The problem = Copy all lines below that use the word "contains".

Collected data

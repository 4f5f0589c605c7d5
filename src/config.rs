//! Configuration types for page-wise PDF conversion.
//!
//! All conversion behaviour is controlled through [`ConversionConfig`], built
//! via its [`ConversionConfigBuilder`]. Setters clamp obviously out-of-range
//! values; [`ConversionConfigBuilder::build`] rejects the rest with
//! [`ConvertError::Validation`].

use crate::error::ConvertError;
use crate::ocr::primary::PrimarySettings;
use crate::ocr::secondary::SecondarySettings;
use crate::ocr::OcrProvider;
use crate::pipeline::extract::ParagraphThresholds;
use crate::progress::ProgressCallback;
use serde::{Deserialize, Serialize};
use std::fmt;
use std::str::FromStr;
use std::sync::Arc;

pub const MIN_DPI: u32 = 72;
pub const MAX_DPI: u32 = 300;
pub const MIN_MAX_PAGES: usize = 1;
pub const MAX_MAX_PAGES: usize = 1000;

/// Configuration for one conversion.
///
/// # Example
/// ```rust
/// use pagewise::{ConversionConfig, OcrEngine};
///
/// let config = ConversionConfig::builder()
///     .dpi(200)
///     .concurrency(4)
///     .ocr_engine(OcrEngine::Primary)
///     .build()
///     .unwrap();
/// assert_eq!(config.dpi, 200);
/// ```
#[derive(Clone)]
pub struct ConversionConfig {
    /// Rendering DPI for OCR-routed pages. Range: 72–300. Default: 144.
    ///
    /// Pages are rasterised at `zoom = dpi / 72`.
    pub dpi: u32,

    /// Longest side of the image sent to OCR, in pixels. Default: 2048.
    pub max_image_side: u32,

    /// Maximum in-flight page operations. Default: 3.
    pub concurrency: usize,

    /// Minimum stripped text length for a page to count as having text. Default: 10.
    pub text_threshold: usize,

    /// Pages beyond this are not analysed or processed. Range: 1–1000. Default: 100.
    pub max_pages: usize,

    /// Which OCR provider(s) to use. Default: [`OcrEngine::Auto`].
    pub ocr_engine: OcrEngine,

    /// Emit `<!-- Page N (type) -->` markers and `---` separators. Default: true.
    pub show_page_number: bool,

    /// Prepend a YAML-style metadata block. Default: true.
    pub include_metadata: bool,

    /// Force unpaginated output, overriding the two flags above. Default: false.
    pub no_pagination_and_metadata: bool,

    /// Title for the metadata block. Default: the PDF's own title, if any.
    pub title: Option<String>,

    /// Paragraph reconstruction thresholds for the text route.
    pub paragraph: ParagraphThresholds,

    /// Additional attempts for a failed primary OCR call. Default: 3.
    pub max_retries: u32,

    /// First retry delay in milliseconds, doubling per retry. Default: 2000.
    pub retry_backoff_ms: u64,

    /// PDF user password for encrypted documents.
    pub password: Option<String>,

    /// Download timeout for URL inputs in seconds. Default: 120.
    pub download_timeout_secs: u64,

    /// Pre-built primary provider. Takes precedence over `primary_settings`.
    pub primary: Option<Arc<dyn OcrProvider>>,

    /// Pre-built secondary provider. Takes precedence over `secondary_settings`.
    pub secondary: Option<Arc<dyn OcrProvider>>,

    /// Settings for constructing the primary provider. `None` reads the environment.
    pub primary_settings: Option<PrimarySettings>,

    /// Settings for constructing the secondary provider. `None` reads the environment.
    pub secondary_settings: Option<SecondarySettings>,

    /// Per-page progress events.
    pub progress_callback: Option<ProgressCallback>,
}

impl Default for ConversionConfig {
    fn default() -> Self {
        Self {
            dpi: 144,
            max_image_side: 2048,
            concurrency: 3,
            text_threshold: 10,
            max_pages: 100,
            ocr_engine: OcrEngine::default(),
            show_page_number: true,
            include_metadata: true,
            no_pagination_and_metadata: false,
            title: None,
            paragraph: ParagraphThresholds::default(),
            max_retries: 3,
            retry_backoff_ms: 2000,
            password: None,
            download_timeout_secs: 120,
            primary: None,
            secondary: None,
            primary_settings: None,
            secondary_settings: None,
            progress_callback: None,
        }
    }
}

impl fmt::Debug for ConversionConfig {
    fn fmt(&self, f: &mut fmt::Formatter<'_>) -> fmt::Result {
        f.debug_struct("ConversionConfig")
            .field("dpi", &self.dpi)
            .field("max_image_side", &self.max_image_side)
            .field("concurrency", &self.concurrency)
            .field("text_threshold", &self.text_threshold)
            .field("max_pages", &self.max_pages)
            .field("ocr_engine", &self.ocr_engine)
            .field("show_page_number", &self.show_page_number)
            .field("include_metadata", &self.include_metadata)
            .field("no_pagination_and_metadata", &self.no_pagination_and_metadata)
            .field("paragraph", &self.paragraph)
            .field("max_retries", &self.max_retries)
            .field("retry_backoff_ms", &self.retry_backoff_ms)
            .field("primary", &self.primary.as_ref().map(|p| p.name().to_string()))
            .field("secondary", &self.secondary.as_ref().map(|p| p.name().to_string()))
            .finish()
    }
}

impl ConversionConfig {
    /// Create a new builder for `ConversionConfig`.
    pub fn builder() -> ConversionConfigBuilder {
        ConversionConfigBuilder {
            config: Self::default(),
        }
    }

    /// Effective `(show_page_number, include_metadata)` after the override flag.
    pub fn pagination(&self) -> (bool, bool) {
        if self.no_pagination_and_metadata {
            (false, false)
        } else {
            (self.show_page_number, self.include_metadata)
        }
    }

    /// Check every range constraint.
    pub fn validate(&self) -> Result<(), ConvertError> {
        if !(MIN_DPI..=MAX_DPI).contains(&self.dpi) {
            return Err(ConvertError::Validation(format!(
                "dpi must be {MIN_DPI}–{MAX_DPI}, got {}",
                self.dpi
            )));
        }
        if !(MIN_MAX_PAGES..=MAX_MAX_PAGES).contains(&self.max_pages) {
            return Err(ConvertError::Validation(format!(
                "max_pages must be {MIN_MAX_PAGES}–{MAX_MAX_PAGES}, got {}",
                self.max_pages
            )));
        }
        if self.concurrency == 0 {
            return Err(ConvertError::Validation("concurrency must be ≥ 1".into()));
        }
        if self.max_image_side < 64 {
            return Err(ConvertError::Validation(format!(
                "max_image_side must be ≥ 64, got {}",
                self.max_image_side
            )));
        }
        Ok(())
    }
}

/// Builder for [`ConversionConfig`].
pub struct ConversionConfigBuilder {
    config: ConversionConfig,
}

impl fmt::Debug for ConversionConfigBuilder {
    fn fmt(&self, f: &mut fmt::Formatter<'_>) -> fmt::Result {
        f.debug_struct("ConversionConfigBuilder")
            .field("config", &self.config)
            .finish()
    }
}

impl ConversionConfigBuilder {
    pub fn dpi(mut self, dpi: u32) -> Self {
        self.config.dpi = dpi;
        self
    }

    pub fn max_image_side(mut self, px: u32) -> Self {
        self.config.max_image_side = px;
        self
    }

    pub fn concurrency(mut self, n: usize) -> Self {
        self.config.concurrency = n.max(1);
        self
    }

    pub fn text_threshold(mut self, chars: usize) -> Self {
        self.config.text_threshold = chars;
        self
    }

    pub fn max_pages(mut self, n: usize) -> Self {
        self.config.max_pages = n;
        self
    }

    pub fn ocr_engine(mut self, engine: OcrEngine) -> Self {
        self.config.ocr_engine = engine;
        self
    }

    pub fn show_page_number(mut self, v: bool) -> Self {
        self.config.show_page_number = v;
        self
    }

    pub fn include_metadata(mut self, v: bool) -> Self {
        self.config.include_metadata = v;
        self
    }

    pub fn no_pagination_and_metadata(mut self, v: bool) -> Self {
        self.config.no_pagination_and_metadata = v;
        self
    }

    pub fn title(mut self, title: impl Into<String>) -> Self {
        self.config.title = Some(title.into());
        self
    }

    pub fn paragraph_thresholds(mut self, thresholds: ParagraphThresholds) -> Self {
        self.config.paragraph = thresholds;
        self
    }

    pub fn max_retries(mut self, n: u32) -> Self {
        self.config.max_retries = n;
        self
    }

    pub fn retry_backoff_ms(mut self, ms: u64) -> Self {
        self.config.retry_backoff_ms = ms;
        self
    }

    pub fn password(mut self, pwd: impl Into<String>) -> Self {
        self.config.password = Some(pwd.into());
        self
    }

    pub fn download_timeout_secs(mut self, secs: u64) -> Self {
        self.config.download_timeout_secs = secs;
        self
    }

    pub fn primary(mut self, provider: Arc<dyn OcrProvider>) -> Self {
        self.config.primary = Some(provider);
        self
    }

    pub fn secondary(mut self, provider: Arc<dyn OcrProvider>) -> Self {
        self.config.secondary = Some(provider);
        self
    }

    pub fn primary_settings(mut self, settings: PrimarySettings) -> Self {
        self.config.primary_settings = Some(settings);
        self
    }

    pub fn secondary_settings(mut self, settings: SecondarySettings) -> Self {
        self.config.secondary_settings = Some(settings);
        self
    }

    pub fn progress_callback(mut self, cb: ProgressCallback) -> Self {
        self.config.progress_callback = Some(cb);
        self
    }

    /// Build the configuration, validating constraints.
    pub fn build(self) -> Result<ConversionConfig, ConvertError> {
        self.config.validate()?;
        Ok(self.config)
    }
}

// ── Enums ────────────────────────────────────────────────────────────────

/// OCR engine mode, resolved once per conversion.
///
/// | Mode | Behaviour |
/// |------|-----------|
/// | `primary` | primary provider only; failures are final |
/// | `secondary` | secondary provider only; whole-document when supported |
/// | `auto` | primary per page, falling back to secondary per page (default) |
#[derive(Debug, Clone, Copy, PartialEq, Eq, Default, Serialize, Deserialize)]
#[serde(rename_all = "lowercase")]
pub enum OcrEngine {
    Primary,
    Secondary,
    #[default]
    Auto,
}

impl OcrEngine {
    pub fn as_str(&self) -> &'static str {
        match self {
            OcrEngine::Primary => "primary",
            OcrEngine::Secondary => "secondary",
            OcrEngine::Auto => "auto",
        }
    }
}

impl fmt::Display for OcrEngine {
    fn fmt(&self, f: &mut fmt::Formatter<'_>) -> fmt::Result {
        f.write_str(self.as_str())
    }
}

impl FromStr for OcrEngine {
    type Err = ConvertError;

    /// Accepts the mode names plus the provider names they stand for.
    fn from_str(s: &str) -> Result<Self, Self::Err> {
        match s.trim().to_lowercase().as_str() {
            "primary" | "deepseek" => Ok(OcrEngine::Primary),
            "secondary" | "mineru" => Ok(OcrEngine::Secondary),
            "auto" => Ok(OcrEngine::Auto),
            other => Err(ConvertError::Validation(format!(
                "unknown ocr_engine '{other}' (expected primary, secondary, or auto)"
            ))),
        }
    }
}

Result below =
        if !(MIN_DPI..=MAX_DPI).contains(&self.dpi) {
        if !(MIN_MAX_PAGES..=MAX_MAX_PAGES).contains(&self.max_pages) {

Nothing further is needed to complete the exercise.